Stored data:
=======
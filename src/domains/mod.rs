pub mod agent;
pub mod chart;
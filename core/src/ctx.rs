//! The per-call-tree async context: current resumer, stop source and cleanup
//! stack, flowing down through every operation.
//!
//! Inside a running task the context is ambient: the task installs it around
//! every poll of its hosted future, and [`current`] reads it back. A child
//! context can override the resumer while sharing the stop source and
//! cleanup stack with its parent.

use crate::cleanup::CleanupStack;
use crate::op::AsyncOp;
use crate::scheduler::Resumer;
use crate::stop::{StopSource, StopToken};
use std::cell::RefCell;
use std::sync::Arc;

#[derive(Clone)]
pub struct OpCtx {
    resumer: Resumer,
    stop: StopSource,
    cleanup: Arc<CleanupStack>,
}

impl OpCtx {
    /// A root context: inline resumer, fresh stop source, fresh cleanup
    /// stack. This is what `sync_wait` initiates under when no context is
    /// supplied.
    pub fn detached() -> Self {
        OpCtx {
            resumer: Resumer::inline(),
            stop: StopSource::new(),
            cleanup: Arc::new(CleanupStack::new()),
        }
    }

    pub fn resumer(&self) -> &Resumer {
        &self.resumer
    }

    pub fn stop_source(&self) -> &StopSource {
        &self.stop
    }

    pub fn stop_token(&self) -> StopToken {
        self.stop.token()
    }

    pub fn stop_requested(&self) -> bool {
        self.stop.stop_requested()
    }

    pub fn cleanup(&self) -> &Arc<CleanupStack> {
        &self.cleanup
    }

    pub fn with_resumer(&self, resumer: Resumer) -> Self {
        let mut c = self.clone();
        c.resumer = resumer;
        c
    }

    /// Conditionally rebinds the resumer; shares everything else.
    pub fn with_resumer_if(&self, cond: bool, resumer: Resumer) -> Self {
        if cond {
            self.with_resumer(resumer)
        } else {
            self.clone()
        }
    }

    pub fn with_stop(&self, stop: StopSource) -> Self {
        let mut c = self.clone();
        c.stop = stop;
        c
    }

    pub fn with_cleanup(&self, cleanup: Arc<CleanupStack>) -> Self {
        let mut c = self.clone();
        c.cleanup = cleanup;
        c
    }
}

thread_local! {
    static CURRENT: RefCell<Option<OpCtx>> = RefCell::new(None);
}

/// The ambient context of the task running on this thread.
///
/// Panics outside a task; use [`try_current`] to probe.
pub fn current() -> OpCtx {
    try_current().expect("no async context: not running inside a task")
}

pub fn try_current() -> Option<OpCtx> {
    CURRENT.with(|c| c.borrow().clone())
}

/// Installs `ctx` as ambient for the duration of `f`, restoring the previous
/// context afterwards (also on unwind). Tasks call this around every poll.
pub(crate) fn scope<R>(ctx: &OpCtx, f: impl FnOnce() -> R) -> R {
    struct Restore(Option<OpCtx>);
    impl Drop for Restore {
        fn drop(&mut self) {
            let prev = self.0.take();
            CURRENT.with(|c| *c.borrow_mut() = prev);
        }
    }
    let _restore = Restore(CURRENT.with(|c| c.replace(Some(ctx.clone()))));
    f()
}

/// True when a stop has been requested on the ambient context.
pub fn stop_requested() -> bool {
    try_current().map(|c| c.stop_requested()).unwrap_or(false)
}

/// Pushes a cleanup op onto the ambient context's cleanup stack.
pub fn add_cleanup(op: impl AsyncOp<Output = ()> + Send + 'static) {
    current().cleanup().push(op);
}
=======
What you should do:
Copy each line above where the string "static" occurs.

Written reply:
    static CURRENT: RefCell<Option<OpCtx>> = RefCell::new(None);
pub fn add_cleanup(op: impl AsyncOp<Output = ()> + Send + 'static) {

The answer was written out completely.